Short stories don’t always get the same respect as a novel, but they still pack a wallop. Even better for our broken attention spans, you can knock one off before bed.
In this six-story collection—which takes its name from the Inuktitut word for “unseen ones”—Norma Dunning shines a light on Inuk characters across generations, temperaments and even corporalities, inspired both by her own experiences and by cultural memory. March.
In her first collection of short stories, novelist Nicole Krauss delivers the family drama we might be missing right now—aging parents, unexpected divorces, daughters’ burgeoning sexual power, a dust-up at a bris—while exploring larger questions of inheritance. Out now.
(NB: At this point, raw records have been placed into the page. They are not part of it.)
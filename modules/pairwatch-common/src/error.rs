use thiserror::Error;

#[derive(Error, Debug)]
pub enum ConfigError {
    #[error("Missing required environment variables: {}", .0.join(", "))]
    Missing(Vec<String>),

    #[error("Invalid value for {key}: {value:?}")]
    Invalid { key: String, value: String },
}

#[derive(Error, Debug)]
pub enum RecordError {
    #[error("Token record must be a JSON object, got {0}")]
    NotAnObject(&'static str),
}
This anthology of space heists, retooled fairy tales and speculative fiction is terrifically inclusive: 15 stories that feature protagonists of all abilities, ethnic backgrounds, sexual preferences and gender identities. It’s a book that can be passed from adults to teens and back again. Out now.
Although written mostly in the 1960s, and often set in far-flung places like Italy, China and Greece, Shirley Hazzard’s stories can still feel shockingly familiar: the absurdities of an office gig; the pleasures of solitude; and the disorientation of encountering a lover long after the affair is done. Out now.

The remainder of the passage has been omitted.